In summary, you have a chance to be considered for a 12 hour hardship license by the Board of Appeal, but there is risk that the Board will refuse to hear your appeal. There is also a risk that the Board will hear your case and refuse to grant you a hardship license, perhaps for the same reason that your lawyer believes that the District Court Judge will deny you. The Board is likely to afford the Judge’s decision some deference, because he is the one who presided over your trial and heard the evidence in a judicial forum.

No Hardship License While OUI Case is Pending

Question:

I have a pending case in New Bedford Third District Court for OUI Liquor, or over 0.08%. I refused the breathalyzer and completed half of a field sobriety test before I had terminated it. I was subsequently arrested and released on a personal the following day.
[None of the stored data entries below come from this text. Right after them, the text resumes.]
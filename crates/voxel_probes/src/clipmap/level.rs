//! ClipmapLevel and LevelWindow.
//!
//! A level is immutable configuration. A window is that level placed around
//! a camera for one frame: anchor, origin and the equivalent integer cells.

use glam::{IVec3, UVec3, Vec3};

use super::address::wrap_ivec;
use super::snap;

/// Immutable per-level configuration.
#[derive(Clone, Copy, Debug, PartialEq)]
pub struct ClipmapLevel {
	/// Level index (0 = finest).
	pub index: u32,
	/// L0 spacing.
	pub base_spacing: f32,
	/// `base_spacing * 2^index`.
	pub spacing: f32,
	/// Probes per axis (same on every level).
	pub resolution: UVec3,
}

impl ClipmapLevel {
	pub fn new(base_spacing: f32, index: u32, resolution: UVec3) -> Self {
		Self {
			index,
			base_spacing,
			spacing: base_spacing * (1u32 << index) as f32,
			resolution,
		}
	}

	/// World extent spanned by the probe centres: `spacing * (N - 1)`.
	#[inline]
	pub fn coverage(&self) -> Vec3 {
		(self.resolution.as_vec3() - Vec3::ONE) * self.spacing
	}

	/// Total probes on this level.
	#[inline]
	pub fn probe_count(&self) -> usize {
		self.resolution.element_product() as usize
	}

	/// Place the level around a camera position.
	pub fn window(&self, camera: Vec3) -> LevelWindow {
		let anchor_cell = snap::snap_cell(camera, self.spacing);
		let anchor = anchor_cell.as_vec3() * self.spacing;
		LevelWindow {
			level: self.index,
			spacing: self.spacing,
			resolution: self.resolution,
			anchor,
			origin: snap::origin(anchor, self.resolution, self.spacing),
			anchor_cell,
			origin_cell: snap::origin_cell(anchor_cell, self.resolution),
		}
	}
}

/// A level's window for one camera position.
///
/// Global cell `g` covers world `[g * spacing, (g + 1) * spacing)`; the window
/// holds cells `origin_cell .. origin_cell + resolution`.
#[derive(Clone, Copy, Debug, PartialEq)]
pub struct LevelWindow {
	pub level: u32,
	pub spacing: f32,
	pub resolution: UVec3,
	pub anchor: Vec3,
	pub origin: Vec3,
	pub anchor_cell: IVec3,
	pub origin_cell: IVec3,
}

impl LevelWindow {
	/// One past the last cell of the window.
	#[inline]
	pub fn end_cell(&self) -> IVec3 {
		self.origin_cell + self.resolution.as_ivec3()
	}

	#[inline]
	pub fn contains_cell(&self, cell: IVec3) -> bool {
		cell.cmpge(self.origin_cell).all() && cell.cmplt(self.end_cell()).all()
	}

	/// Local (window-relative) index of a global cell.
	#[inline]
	pub fn local_index(&self, cell: IVec3) -> IVec3 {
		cell - self.origin_cell
	}

	/// Global cell of a local index.
	#[inline]
	pub fn cell_of(&self, local: IVec3) -> IVec3 {
		self.origin_cell + local
	}

	/// Ring offset applied to local indices to reach storage indices.
	#[inline]
	pub fn ring_offset(&self) -> UVec3 {
		wrap_ivec(self.origin_cell, self.resolution)
	}

	/// Physical storage index of a global cell.
	#[inline]
	pub fn storage_of_cell(&self, cell: IVec3) -> UVec3 {
		wrap_ivec(cell, self.resolution)
	}

	/// Global cell currently stored at a storage index.
	pub fn cell_at_storage(&self, storage: UVec3) -> IVec3 {
		let local = wrap_ivec(storage.as_ivec3() - self.origin_cell, self.resolution);
		self.origin_cell + local.as_ivec3()
	}

	/// World-space probe centre of a global cell.
	#[inline]
	pub fn cell_center(&self, cell: IVec3) -> Vec3 {
		self.origin + (self.local_index(cell).as_vec3() + Vec3::splat(0.5)) * self.spacing
	}

	/// Iterate over every global cell in the window (x fastest).
	pub fn cells(&self) -> impl Iterator<Item = IVec3> + '_ {
		let res = self.resolution;
		(0..res.z).flat_map(move |z| {
			(0..res.y).flat_map(move |y| {
				(0..res.x).map(move |x| self.origin_cell + UVec3::new(x, y, z).as_ivec3())
			})
		})
	}
}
What can I do to get a hardship license? I am enrolled at Bristol Comm. College and have class four times a week, have a court case to attend to, and need to look for work. The date of the incident was 10/17/2013 and I am aware that I am past the 15-day deadline.

An RMV representative told me over the telephone that I cannot do anything until the case is resolved. This will take months, as I plan to fight it and hopefully win.

Answer:

Assuming that this is a first offense, and you are 21 years of age or older, you will have a 180 day chemical test refusal suspension for refusing the breathalyzer. This will be followed with an OUI suspension if you are convicted or plead out. The Registry of Motor Vehicles Representative was right. You cannot be considered for any type of a hardship license until your operating under the influence (OUI) case is resolved in court pursuant to G.L. c. 90 § 24D and you have proof of enrollment in the 24D 1st offender alcohol program. While your case is pending, your license will remain suspended. If it takes longer than 180 days for your case to be heard, you can get your license reinstated after the 180 day chemical test refusal expires. If you’re convicted of OUI or are assigned to an alcohol program, you will have a new OUI suspension.

In Massachusetts, you cannot get a hardship license while a chemical test refusal suspension is running unless your case is resolved pursuant to G.L. c. 90 § 24D.

If you are found not guilty or the OUI charge is dismissed, you can have a hearing in the New Bedford District Court regarding the full reinstatement of your driver’s license.